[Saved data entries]
|---|
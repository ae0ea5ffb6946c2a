//! Local Zarr v2 directories.

use std::path::{Path, PathBuf};
use std::sync::Arc;

use async_trait::async_trait;
use tracing::info;
use zarrs_filesystem::FilesystemStore;

use super::{ArrayProvider, OpenRequest, ZarrGroupReader};
use crate::error::{Result, TranscodeError};
use crate::stages::OpenedDataset;

/// Provider backed by a consolidated Zarr group on local disk.
///
/// The dataset id in the request is only used for logging; the root
/// directory is the dataset.
#[derive(Debug, Clone)]
pub struct FilesystemArrayProvider {
    root: PathBuf,
}

impl FilesystemArrayProvider {
    pub fn new(root: impl Into<PathBuf>) -> Self {
        Self { root: root.into() }
    }

    pub fn root(&self) -> &Path {
        &self.root
    }
}

#[async_trait]
impl ArrayProvider for FilesystemArrayProvider {
    async fn open_dataset(&self, request: &OpenRequest) -> Result<OpenedDataset> {
        if !self.root.is_dir() {
            return Err(TranscodeError::provider(format!(
                "{} is not a directory",
                self.root.display()
            )));
        }

        info!(
            dataset_id = %request.dataset_id,
            path = %self.root.display(),
            "Opening local Zarr store"
        );
        let store = FilesystemStore::new(&self.root)
            .map_err(|e| TranscodeError::provider(e.to_string()))?;
        ZarrGroupReader::open(Arc::new(store))?.read_dataset(request)
    }
}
|---|
▶ _Activity_:
Show all lines above holding "crate".

▶ _Finished task_:
use crate::error::{Result, TranscodeError};
use crate::stages::OpenedDataset;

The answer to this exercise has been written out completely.